* _Exercise goal_
Please start at the first line of the records beneath and quote each line exactly, ending with the line containing "use std::sync::Arc;".

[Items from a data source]

◇ ◇ ◇ ◇

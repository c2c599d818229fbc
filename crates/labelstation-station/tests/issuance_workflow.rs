//! End-to-end issuance workflow tests
//!
//! The coordinator runs over a mock device link, an in-memory issuance
//! store and a recording print sink, so every side effect can be counted.
//!
//! Run with: cargo test --package labelstation-station --test issuance_workflow

use labelstation_core::{DeviceType, IssuanceStatus, PolicyField};
use labelstation_hardware::mock::{MockDeviceLink, MockDeviceLinkHandle, passing_snapshot};
use labelstation_hardware::{DeviceHandle, DeviceSnapshot};
use labelstation_label::{BaseAssets, LabelComposer, TemplateRegistry};
use labelstation_label::mock::FixedSymbolRenderer;
use labelstation_station::mock::RecordingPrintSink;
use labelstation_station::{
    ErrorKind, IssuanceCoordinator, IssuanceOutcome, IssuanceState, IssuanceTrail, NotReadyReason,
    StationIdentity, StoreConfirmationSource,
};
use labelstation_storage::{Database, IssuanceRepository, SqliteIssuanceRepository};
use rstest::rstest;
use std::sync::Arc;
use std::sync::atomic::{AtomicUsize, Ordering};
use std::time::Duration;

type Coordinator = IssuanceCoordinator<
    MockDeviceLink,
    SqliteIssuanceRepository,
    RecordingPrintSink,
    StoreConfirmationSource<SqliteIssuanceRepository>,
>;

struct Harness {
    coordinator: Coordinator,
    device: MockDeviceLinkHandle,
    store: SqliteIssuanceRepository,
    sink: RecordingPrintSink,
    db: Database,
}

async fn harness_with(composer: LabelComposer) -> Harness {
    let db = Database::in_memory().await.unwrap();
    let store = SqliteIssuanceRepository::new(db.pool().clone());
    let sink = RecordingPrintSink::new();
    let (link, device) = MockDeviceLink::new();

    let coordinator = IssuanceCoordinator::new(
        link,
        composer,
        store.clone(),
        sink.clone(),
        StoreConfirmationSource::new(store.clone()),
    )
    .with_identity(StationIdentity {
        station_id: "bench-1".into(),
        scanner_id: "print_label".into(),
    })
    .with_printer("10.0.0.20:9100");

    Harness {
        coordinator,
        device,
        store,
        sink,
        db,
    }
}

async fn harness() -> Harness {
    harness_with(LabelComposer::new(
        TemplateRegistry::builtin(),
        BaseAssets::Blank,
        FixedSymbolRenderer::new(),
    ))
    .await
}

fn uncalibrated(serial: &str) -> DeviceSnapshot {
    DeviceSnapshot {
        handle: DeviceHandle(1),
        mcu_id: None,
        serial: Some(serial.to_string()),
        db_status: labelstation_hardware::DatabaseStatus::Ok,
        tests_ok: true,
        calibration_ok: false,
        prog_time: 100,
        calib_time: 0,
    }
}

#[rstest]
#[case("")]
#[case("RC-104-000123")]
#[case("RC-103-12345")]
#[case("RC-103-1234567")]
#[case("rc-103-000123")]
#[case("RC-103G000123")]
#[case("000123")]
#[tokio::test]
async fn test_invalid_serial_has_no_side_effects(#[case] serial: &str) {
    let h = harness().await;
    h.device.attach(passing_snapshot(1, "RC-103-000123")).await;

    let outcome = h.coordinator.issue_label(serial).await;

    assert_eq!(outcome.kind(), Some(ErrorKind::InvalidFormat));
    assert_eq!(h.store.count().await.unwrap(), 0);
    assert_eq!(h.sink.calls(), 0);
    assert_eq!(h.device.query_count(), 0);
}

#[tokio::test]
async fn test_happy_path_records_and_prints() {
    let h = harness().await;
    h.device.attach(passing_snapshot(1, "RC-103-000123")).await;

    let mut trail = IssuanceTrail::new();
    let outcome = h
        .coordinator
        .issue_label_traced("RC-103-000123", &mut trail)
        .await;

    assert_eq!(
        outcome,
        IssuanceOutcome::Issued {
            serial: "RC-103-000123".parse().unwrap(),
            printed: true
        }
    );
    assert_eq!(
        trail.states(),
        vec![
            IssuanceState::Validating,
            IssuanceState::Evaluating,
            IssuanceState::Composing,
            IssuanceState::Persisting,
            IssuanceState::Printing,
            IssuanceState::Done,
        ]
    );

    let record = h.store.find_by_barcode("RC-103-000123").await.unwrap().unwrap();
    assert!(record.is_preready());
    assert_eq!(record.station_id, "bench-1");
    assert_eq!(record.scanner_id, "print_label");

    let jobs = h.sink.jobs();
    assert_eq!(jobs.len(), 1);
    assert_eq!(jobs[0].printer_id, "10.0.0.20:9100");
    assert!(jobs[0].has_symbol);
}

#[tokio::test]
async fn test_reissue_keeps_one_row_and_advances_timestamp() {
    let h = harness().await;
    h.device.attach(passing_snapshot(1, "RC-110-000042")).await;

    assert!(h.coordinator.issue_label("RC-110-000042").await.is_success());
    let first = h.store.find_by_barcode("RC-110-000042").await.unwrap().unwrap();

    tokio::time::sleep(Duration::from_millis(5)).await;

    assert!(h.coordinator.issue_label("RC-110-000042").await.is_success());
    let second = h.store.find_by_barcode("RC-110-000042").await.unwrap().unwrap();

    assert_eq!(h.store.count().await.unwrap(), 1);
    assert_eq!(first.id, second.id);
    assert!(second.scan_timestamp > first.scan_timestamp);
    assert_eq!(h.sink.calls(), 2);
}

#[tokio::test]
async fn test_readiness_reports_calibration_failures() {
    let h = harness().await;
    h.device.attach(uncalibrated("RC-103-000123")).await;

    let status = h.coordinator.readiness_status().await;

    assert!(!status.ready);
    assert_eq!(status.kind, Some(ErrorKind::NotReady));
    assert!(status.validation_enabled);
    assert!(status.reasons.contains(&NotReadyReason::CalibrationFailed));
    assert!(status.reasons.contains(&NotReadyReason::CalibrationTimeMissing));
    assert!(!status.reasons.contains(&NotReadyReason::TestsFailed));
    assert_eq!(status.device.as_ref().unwrap().serial.as_deref(), Some("RC-103-000123"));
}

#[tokio::test]
async fn test_relaxed_validation_passes_uncalibrated_device() {
    let h = harness().await;
    h.device.attach(uncalibrated("RC-103-000123")).await;

    assert!(!h.coordinator.toggle_policy(PolicyField::DeviceValidation));

    let status = h.coordinator.readiness_status().await;
    assert!(status.ready);
    assert!(!status.validation_enabled);
    assert_eq!(status.waived.len(), 2);

    assert!(h.coordinator.issue_label("RC-103-000123").await.is_success());
}

#[tokio::test]
async fn test_not_ready_device_is_not_recorded() {
    let h = harness().await;
    h.device.attach(uncalibrated("RC-103-000123")).await;

    let outcome = h.coordinator.issue_label("RC-103-000123").await;

    match &outcome {
        IssuanceOutcome::NotReady { reasons } => assert_eq!(reasons.len(), 2),
        other => panic!("expected NotReady, got {other:?}"),
    }
    assert_eq!(h.store.count().await.unwrap(), 0);
    assert_eq!(h.sink.calls(), 0);
}

#[rstest]
#[case(0)]
#[case(2)]
#[tokio::test]
async fn test_device_count_other_than_one_is_unavailable(#[case] devices: u64) {
    let h = harness().await;
    for handle in 1..=devices {
        h.device.attach(passing_snapshot(handle, "RC-103-000123")).await;
    }

    let status = h.coordinator.readiness_status().await;
    assert!(!status.ready);
    assert_eq!(status.kind, Some(ErrorKind::DeviceUnavailable));
    assert!(status.device.is_none());

    let outcome = h.coordinator.issue_label("RC-103-000123").await;
    assert_eq!(outcome.kind(), Some(ErrorKind::DeviceUnavailable));
    assert_eq!(h.store.count().await.unwrap(), 0);
}

#[tokio::test]
async fn test_unreachable_hardware_is_unavailable_not_not_ready() {
    let h = harness().await;
    h.device.attach(passing_snapshot(1, "RC-103-000123")).await;
    h.device.set_unreachable(Some("helper not found")).await;

    let outcome = h.coordinator.issue_label("RC-103-000123").await;
    assert_eq!(outcome.kind(), Some(ErrorKind::DeviceUnavailable));
    assert!(outcome.message().contains("helper not found"));
}

#[tokio::test]
async fn test_persistence_failure_never_prints() {
    let h = harness().await;
    h.device.attach(passing_snapshot(1, "RC-102-000001")).await;
    h.db.close().await;

    let mut trail = IssuanceTrail::new();
    let outcome = h
        .coordinator
        .issue_label_traced("RC-102-000001", &mut trail)
        .await;

    assert_eq!(outcome.kind(), Some(ErrorKind::PersistenceError));
    assert!(!outcome.recorded());
    assert_eq!(h.sink.calls(), 0);
    assert_eq!(trail.current_state(), IssuanceState::Failed);
    assert!(!trail.states().contains(&IssuanceState::Printing));
}

#[tokio::test]
async fn test_print_failure_keeps_preready_record() {
    let h = harness().await;
    h.device.attach(passing_snapshot(1, "RC-102-000001")).await;
    h.sink.set_failure(Some("paper out".into()));

    let outcome = h.coordinator.issue_label("RC-102-000001").await;

    assert_eq!(outcome.kind(), Some(ErrorKind::PrintError));
    assert_eq!(outcome.to_response().hint.as_deref(), Some("retry printing"));
    assert!(!outcome.printed());

    let recent = h.coordinator.list_recent_issuances(10, 60).await.unwrap();
    assert_eq!(recent.len(), 1);
    assert_eq!(recent[0].barcode, "RC-102-000001");
    assert!(recent[0].is_preready());
}

#[rstest]
#[case("RC-103-000123", DeviceType::Rc103)]
#[case("RC-103G-000123", DeviceType::Rc103G)]
#[tokio::test]
async fn test_template_follows_serial_prefix(#[case] serial: &str, #[case] device_type: DeviceType) {
    let h = harness().await;
    h.device.attach(passing_snapshot(1, serial)).await;

    assert!(h.coordinator.issue_label(serial).await.is_success());
    assert_eq!(h.sink.jobs()[0].device_type, device_type);
}

#[tokio::test]
async fn test_dry_run_records_once_without_printing() {
    let h = harness().await;
    h.device.attach(passing_snapshot(1, "RC-110-000001")).await;
    h.coordinator.toggle_policy(PolicyField::PhysicalPrint);

    let mut trail = IssuanceTrail::new();
    let outcome = h
        .coordinator
        .issue_label_traced("RC-110-000001", &mut trail)
        .await;

    assert!(outcome.is_success());
    assert!(!outcome.printed());
    assert!(!outcome.to_response().printed);
    assert_eq!(h.store.count().await.unwrap(), 1);
    assert_eq!(h.sink.calls(), 0);
    assert!(!trail.states().contains(&IssuanceState::Printing));
}

#[tokio::test]
async fn test_composition_failure_is_not_recorded() {
    let assets = tempfile::tempdir().unwrap();
    let h = harness_with(LabelComposer::new(
        TemplateRegistry::builtin(),
        BaseAssets::directory(assets.path()),
        FixedSymbolRenderer::new(),
    ))
    .await;
    h.device.attach(passing_snapshot(1, "RC-102-000001")).await;

    let outcome = h.coordinator.issue_label("RC-102-000001").await;

    assert_eq!(outcome.kind(), Some(ErrorKind::CompositionError));
    assert!(outcome.message().contains("templ_102.png"));
    assert_eq!(h.store.count().await.unwrap(), 0);
    assert_eq!(h.sink.calls(), 0);
}

#[tokio::test]
async fn test_missing_symbol_encoder_still_issues() {
    let h = harness_with(LabelComposer::new(
        TemplateRegistry::builtin(),
        BaseAssets::Blank,
        labelstation_label::UnavailableRenderer,
    ))
    .await;
    h.device.attach(passing_snapshot(1, "RC-102-000001")).await;

    assert!(h.coordinator.issue_label("RC-102-000001").await.is_success());
    assert!(!h.sink.jobs()[0].has_symbol);
}

#[tokio::test(flavor = "current_thread")]
async fn test_slow_symbol_encoder_leaves_the_runtime_running() {
    let h = harness_with(LabelComposer::new(
        TemplateRegistry::builtin(),
        BaseAssets::Blank,
        FixedSymbolRenderer::new().with_delay(Duration::from_millis(300)),
    ))
    .await;
    h.device.attach(passing_snapshot(1, "RC-102-000001")).await;

    let ticks = Arc::new(AtomicUsize::new(0));
    let counter = Arc::clone(&ticks);
    let ticker = tokio::spawn(async move {
        let mut interval = tokio::time::interval(Duration::from_millis(10));
        loop {
            interval.tick().await;
            counter.fetch_add(1, Ordering::Relaxed);
        }
    });

    assert!(h.coordinator.issue_label("RC-102-000001").await.is_success());
    ticker.abort();

    assert!(ticks.load(Ordering::Relaxed) >= 5, "ticks: {}", ticks.load(Ordering::Relaxed));
}

#[tokio::test]
async fn test_scan_confirmation_follows_store() {
    let h = harness().await;
    h.device.attach(passing_snapshot(1, "RC-103-000123")).await;
    h.coordinator.issue_label("RC-103-000123").await;

    let pending = h.coordinator.check_scan_confirmation("RC-103-000123").await.unwrap();
    assert!(!pending.scanned);

    h.store
        .update_status("RC-103-000123", &IssuanceStatus::Ready)
        .await
        .unwrap();

    let confirmed = h.coordinator.check_scan_confirmation("RC-103-000123").await.unwrap();
    assert!(confirmed.scanned);
    assert!(confirmed.is_confirmed());

    let unknown = h.coordinator.check_scan_confirmation("RC-102-999999").await.unwrap();
    assert!(!unknown.scanned);
}

#[tokio::test]
async fn test_confirmation_outage_is_distinct_from_not_scanned() {
    let h = harness().await;
    h.db.close().await;

    let failure = h
        .coordinator
        .check_scan_confirmation("RC-103-000123")
        .await
        .unwrap_err();
    assert_eq!(failure.kind, ErrorKind::ConfirmationServiceError);
    assert_eq!(failure.hint(), "check connectivity");
}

◇ ◇ ◇ ◇

* _Answer to this task_
repository c2c599d818229fbc
filename crates/labelstation-station/tests/issuance_workflow.rs
//! End-to-end issuance workflow tests
//!
//! The coordinator runs over a mock device link, an in-memory issuance
//! store and a recording print sink, so every side effect can be counted.
//!
//! Run with: cargo test --package labelstation-station --test issuance_workflow

use labelstation_core::{DeviceType, IssuanceStatus, PolicyField};
use labelstation_hardware::mock::{MockDeviceLink, MockDeviceLinkHandle, passing_snapshot};
use labelstation_hardware::{DeviceHandle, DeviceSnapshot};
use labelstation_label::{BaseAssets, LabelComposer, TemplateRegistry};
use labelstation_label::mock::FixedSymbolRenderer;
use labelstation_station::mock::RecordingPrintSink;
use labelstation_station::{
    ErrorKind, IssuanceCoordinator, IssuanceOutcome, IssuanceState, IssuanceTrail, NotReadyReason,
    StationIdentity, StoreConfirmationSource,
};
use labelstation_storage::{Database, IssuanceRepository, SqliteIssuanceRepository};
use rstest::rstest;
use std::sync::Arc;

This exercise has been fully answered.